EMSA - Protein-oligo complex is stuck (Dec/25/2010 )
I'm a new in EMSA and trying to investigate the interaction of NFkB with its consensus after treatment with certain molecule of interest. I'm using non radioactive fluorescent EMSA protocol (our institution is lucky to have Odyssey equipment for this purposes). I've been using The Thermo Scientific NE-PER Nuclear and Cytoplasmic Extraction Kit for nuclear proteins isolation and managed to get about 0.5ug/uL from 5 millions of microglia cells. My problem is that the after 1 hr of running the PA native gel at 80V i'm getting very "lush" signal wich is concentrated at the bottom of the wells.
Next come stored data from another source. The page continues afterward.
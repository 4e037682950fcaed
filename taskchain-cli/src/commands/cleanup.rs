use std::sync::Arc;

use anyhow::Result;
use colored::Colorize;
use taskchain::stages::{CleanupWorker, FsOutputDirectory};
use taskchain::{run_guarded, Data, StageOutcome, TaskchainConfig};

pub async fn execute(config: &TaskchainConfig) -> Result<()> {
    let dir = &config.pipeline.output_dir;
    let worker = CleanupWorker::with_suffix(
        Arc::new(FsOutputDirectory::new(dir)),
        config.pipeline.artifact_suffix.clone(),
    );

    match run_guarded(&worker, Data::empty()).await {
        StageOutcome::Success(_) => {
            println!("  {} Cleaned {}", "✓".green(), dir.display());
            Ok(())
        },
        StageOutcome::Failure(err) => {
            println!("  {} Cleanup of {} failed", "✗".red(), dir.display());
            Err(err.into())
        },
    }
}
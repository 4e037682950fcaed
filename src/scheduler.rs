//! The boundary between pipeline construction and execution.
//!
//! A [`Scheduler`] owns everything that happens after submission: unique-name
//! bookkeeping, constraint gating, ordering, cancellation and the
//! observable [`WorkInfo`] records. This crate only defines the contract;
//! `taskchain-scheduler` provides an in-process implementation.

use std::collections::BTreeSet;
use std::pin::Pin;
use std::task::{Context, Poll};

use async_trait::async_trait;
use chrono::{DateTime, Utc};
use futures::Stream;
use serde::{Deserialize, Serialize};
use tokio::sync::watch;
use tokio_stream::wrappers::WatchStream;

use crate::constraint::ConstraintKind;
use crate::data::Data;
use crate::error::{Error, Result};
use crate::pipeline::{Pipeline, UniqueWorkPolicy};
use crate::task::{RunId, StageKind, TaskId, TaskState, WorkRequest, WorkerName};

/// Observable status of one task in one run.
#[derive(Debug, Clone, PartialEq, Eq, Serialize, Deserialize)]
pub struct WorkInfo {
    /// The task.
    pub task_id: TaskId,
    /// The run the task belongs to.
    pub run_id: RunId,
    /// Unique work name of the run.
    pub name: String,
    /// Worker executing the task.
    pub worker: WorkerName,
    /// Stage kind.
    pub kind: StageKind,
    /// Current lifecycle state.
    pub state: TaskState,
    /// Output data; empty until the task succeeds.
    pub output: Data,
    /// Lookup tags.
    pub tags: BTreeSet<String>,
    /// Constraints currently keeping the task `Blocked`.
    pub blocked_by: Vec<ConstraintKind>,
    /// How many times the task entered `Running`.
    pub run_attempt: u32,
    /// Failure reason, if the task failed.
    pub error: Option<String>,
    /// Time of the last change.
    pub updated_at: DateTime<Utc>,
}

impl WorkInfo {
    /// The initial `Enqueued` record for `request` in `run_id`.
    pub fn enqueued(run_id: RunId, name: &str, request: &WorkRequest) -> Self {
        Self {
            task_id: request.id(),
            run_id,
            name: name.to_string(),
            worker: request.worker().clone(),
            kind: request.kind(),
            state: TaskState::Enqueued,
            output: Data::empty(),
            tags: request.tags().clone(),
            blocked_by: Vec::new(),
            run_attempt: 0,
            error: None,
            updated_at: Utc::now(),
        }
    }

    /// Returns `true` if the task carries `tag`.
    pub fn has_tag(&self, tag: &str) -> bool {
        self.tags.contains(tag)
    }
}

/// Result of cancelling by name or run.
#[derive(Debug, Clone, Copy, PartialEq, Eq)]
pub enum CancelOutcome {
    /// This many non-terminal tasks were cancelled.
    Cancelled(usize),
    /// Nothing was active.
    NothingToCancel,
}

/// What a scheduler returns for an accepted pipeline.
///
/// [`PipelineBuilder::submit`](crate::pipeline::PipelineBuilder::submit)
/// wraps it in a [`PipelineHandle`](crate::handle::PipelineHandle).
#[derive(Debug, Clone)]
pub struct RunSubmission {
    /// Unique work name.
    pub name: String,
    /// The run the handle observes. Under `Keep` with an active run, this is
    /// the existing run.
    pub run_id: RunId,
    /// Tasks of that run, in declaration order.
    pub task_ids: Vec<TaskId>,
    /// Live view of that run's tasks.
    pub updates: watch::Receiver<Vec<WorkInfo>>,
}

/// Executes pipelines.
#[async_trait]
pub trait Scheduler: Send + Sync {
    /// Accepts a validated pipeline under its unique name.
    async fn submit(&self, pipeline: Pipeline, policy: UniqueWorkPolicy) -> Result<RunSubmission>;

    /// Cancels every non-terminal task of every run under `name`.
    async fn cancel_by_name(&self, name: &str) -> Result<CancelOutcome>;

    /// Cancels every non-terminal task of one run.
    async fn cancel_run(&self, run_id: RunId) -> Result<CancelOutcome>;

    /// Live view of every task carrying `tag`.
    fn query_by_tag(&self, tag: &str) -> WorkInfoStream;

    /// Live view of every task submitted under `name`.
    fn query_by_name(&self, name: &str) -> WorkInfoStream;

    /// Forgets terminal runs, returning how many task records were removed.
    async fn prune(&self) -> Result<usize>;
}

/// A live, replayable stream of [`WorkInfo`] snapshots.
///
/// The first item is the current snapshot; later items follow each change.
/// The stream never ends on its own: once the scheduler forgets the view,
/// the last snapshot has already been delivered and the stream goes idle.
/// Dropping the stream unsubscribes.
pub struct WorkInfoStream {
    rx: watch::Receiver<Vec<WorkInfo>>,
    inner: WatchStream<Vec<WorkInfo>>,
}

impl WorkInfoStream {
    /// Wraps a watch receiver.
    pub fn new(rx: watch::Receiver<Vec<WorkInfo>>) -> Self {
        Self {
            inner: WatchStream::new(rx.clone()),
            rx,
        }
    }

    /// The latest snapshot, without waiting.
    pub fn current(&self) -> Vec<WorkInfo> {
        self.rx.borrow().clone()
    }

    /// Waits until a snapshot satisfies `predicate`, returning it.
    ///
    /// # Errors
    ///
    /// Returns [`Error::Scheduler`] if the view is dropped first.
    pub async fn wait_for(
        &self,
        mut predicate: impl FnMut(&[WorkInfo]) -> bool,
    ) -> Result<Vec<WorkInfo>> {
        let mut rx = self.rx.clone();
        let infos = rx
            .wait_for(|infos| predicate(infos))
            .await
            .map_err(|_| Error::scheduler("work info view closed"))?
            .clone();
        Ok(infos)
    }
}

impl std::fmt::Debug for WorkInfoStream {
    fn fmt(&self, f: &mut std::fmt::Formatter<'_>) -> std::fmt::Result {
        f.debug_struct("WorkInfoStream")
            .field("current", &*self.rx.borrow())
            .finish_non_exhaustive()
    }
}

impl Stream for WorkInfoStream {
    type Item = Vec<WorkInfo>;

    fn poll_next(mut self: Pin<&mut Self>, cx: &mut Context<'_>) -> Poll<Option<Self::Item>> {
        match Pin::new(&mut self.inner).poll_next(cx) {
            // A forgotten view idles until the caller drops the stream.
            Poll::Ready(None) => Poll::Pending,
            other => other,
        }
    }
}

#[cfg(test)]
mod tests {
    use super::*;
    use std::time::Duration;

    use futures::StreamExt;

    fn info(state: TaskState) -> WorkInfo {
        let request = WorkRequest::builder(StageKind::Persist, "Save")
            .tag("output")
            .build();
        let mut info = WorkInfo::enqueued(RunId::new(), "work", &request);
        info.state = state;
        info
    }

    #[test]
    fn enqueued_record_copies_request() {
        let info = info(TaskState::Enqueued);
        assert!(info.has_tag("output"));
        assert!(info.has_tag("Save"));
        assert_eq!(info.run_attempt, 0);
        assert!(info.output.is_empty());
    }

    #[tokio::test]
    async fn stream_replays_current_then_follows_changes() {
        let (tx, rx) = watch::channel(vec![info(TaskState::Enqueued)]);
        let mut stream = WorkInfoStream::new(rx);

        let first = stream.next().await.unwrap();
        assert_eq!(first[0].state, TaskState::Enqueued);

        tx.send_replace(vec![info(TaskState::Running)]);
        let second = stream.next().await.unwrap();
        assert_eq!(second[0].state, TaskState::Running);
        assert_eq!(stream.current()[0].state, TaskState::Running);
    }

    #[tokio::test]
    async fn stream_idles_after_the_view_is_dropped() {
        let (tx, rx) = watch::channel(vec![info(TaskState::Running)]);
        let mut stream = WorkInfoStream::new(rx);
        assert_eq!(stream.next().await.unwrap()[0].state, TaskState::Running);

        tx.send_replace(vec![info(TaskState::Succeeded)]);
        drop(tx);
        assert_eq!(stream.next().await.unwrap()[0].state, TaskState::Succeeded);

        let idle = tokio::time::timeout(Duration::from_millis(20), stream.next()).await;
        assert!(idle.is_err());
        assert_eq!(stream.current()[0].state, TaskState::Succeeded);
    }

    #[tokio::test]
    async fn wait_for_resolves_on_matching_snapshot() {
        let (tx, rx) = watch::channel(vec![info(TaskState::Running)]);
        let stream = WorkInfoStream::new(rx);

        let waiter = tokio::spawn(async move {
            stream
                .wait_for(|infos| infos.iter().all(|i| i.state.is_terminal()))
                .await
        });
        tx.send_replace(vec![info(TaskState::Succeeded)]);

        let infos = waiter.await.unwrap().unwrap();
        assert_eq!(infos[0].state, TaskState::Succeeded);
    }

    #[tokio::test]
    async fn wait_for_errors_when_view_closes() {
        let (tx, rx) = watch::channel(vec![info(TaskState::Running)]);
        let stream = WorkInfoStream::new(rx);
        drop(tx);
        assert!(stream.wait_for(|_| false).await.is_err());
    }
}
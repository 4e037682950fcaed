//! Filesystem-backed collaborators.

use std::io;
use std::path::{Path, PathBuf};

use async_trait::async_trait;
use chrono::Local;
use tracing::info;
use uuid::Uuid;

use super::collaborators::{ArtifactStore, DirectoryEntry, Notifier, OutputDirectory};

const FILE_SCHEME: &str = "file://";

/// Stores artifacts as files: intermediates in `output_dir`, published
/// images in `saved_dir`.
#[derive(Debug, Clone)]
pub struct FsArtifactStore {
    output_dir: PathBuf,
    saved_dir: PathBuf,
    suffix: String,
}

impl FsArtifactStore {
    /// Creates a store writing `*{suffix}` files.
    pub fn new(
        output_dir: impl Into<PathBuf>,
        saved_dir: impl Into<PathBuf>,
        suffix: impl Into<String>,
    ) -> Self {
        Self {
            output_dir: output_dir.into(),
            saved_dir: saved_dir.into(),
            suffix: suffix.into(),
        }
    }

    /// Directory holding intermediate artifacts.
    pub fn output_dir(&self) -> &Path {
        &self.output_dir
    }

    async fn write_into(dir: &Path, file_name: String, bytes: &[u8]) -> io::Result<String> {
        tokio::fs::create_dir_all(dir).await?;
        let path = dir.join(file_name);
        tokio::fs::write(&path, bytes).await?;
        Ok(to_uri(&path))
    }
}

/// Converts a path into a `file://` URI.
pub fn to_uri(path: &Path) -> String {
    format!("{FILE_SCHEME}{}", path.display())
}

/// Converts a `file://` URI or plain path into a path.
pub fn to_path(uri: &str) -> PathBuf {
    PathBuf::from(uri.strip_prefix(FILE_SCHEME).unwrap_or(uri))
}

#[async_trait]
impl ArtifactStore for FsArtifactStore {
    async fn read_artifact(&self, uri: &str) -> io::Result<Vec<u8>> {
        tokio::fs::read(to_path(uri)).await
    }

    async fn write_artifact(&self, bytes: &[u8]) -> io::Result<String> {
        let file_name = format!("blur-filter-output-{}{}", Uuid::new_v4(), self.suffix);
        Self::write_into(&self.output_dir, file_name, bytes).await
    }

    async fn publish_artifact(&self, bytes: &[u8], title: &str) -> io::Result<String> {
        let stamp = Local::now().format("%Y-%m-%d-%H-%M-%S");
        let unique = Uuid::new_v4().simple().to_string();
        let file_name = format!("{title}-{stamp}-{}{}", &unique[..8], self.suffix);
        Self::write_into(&self.saved_dir, file_name, bytes).await
    }
}

/// A directory on the local filesystem.
#[derive(Debug, Clone)]
pub struct FsOutputDirectory {
    dir: PathBuf,
}

impl FsOutputDirectory {
    /// Wraps `dir`; it need not exist.
    pub fn new(dir: impl Into<PathBuf>) -> Self {
        Self { dir: dir.into() }
    }
}

#[async_trait]
impl OutputDirectory for FsOutputDirectory {
    async fn list_entries(&self) -> io::Result<Option<Vec<DirectoryEntry>>> {
        let mut read_dir = match tokio::fs::read_dir(&self.dir).await {
            Ok(read_dir) => read_dir,
            Err(e) if e.kind() == io::ErrorKind::NotFound => return Ok(None),
            Err(e) => return Err(e),
        };

        let mut entries = Vec::new();
        while let Some(entry) = read_dir.next_entry().await? {
            entries.push(DirectoryEntry {
                name: entry.file_name().to_string_lossy().into_owned(),
                path: entry.path(),
            });
        }
        entries.sort_by(|a, b| a.name.cmp(&b.name));
        Ok(Some(entries))
    }

    async fn delete_entry(&self, entry: &DirectoryEntry) -> bool {
        tokio::fs::remove_file(&entry.path).await.is_ok()
    }
}

/// Emits notifications as `tracing` events.
#[derive(Debug, Clone, Copy, Default)]
pub struct TracingNotifier;

impl Notifier for TracingNotifier {
    fn notify_user(&self, message: &str) {
        info!(target: "taskchain::notification", "{message}");
    }
}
The free probe is running properly and detectable at the bottom of the gel. It's noticeable that there is less amount of free probe at the wells with complex compared to lane with a free probe, but the whole coplex is hardly (if ever) enter the gel. What could be a reason for the stacking complex? I'm using 4% PA gel on TAE buffer basis and running it 1hr at 80 V at TAE buffer. My binding conditions include NP40, DDT and i'm using 5ug of nuclear extract per reaction.
Thanks at advance!
Nobody has any idea?
It would be easier to understand if you could do a competition within your assay. It is a little hard do understand what is happening in your gel this way...
You might be having a supershift in all the wells (the complex Factor-consensus sequence is to big to get in the gel).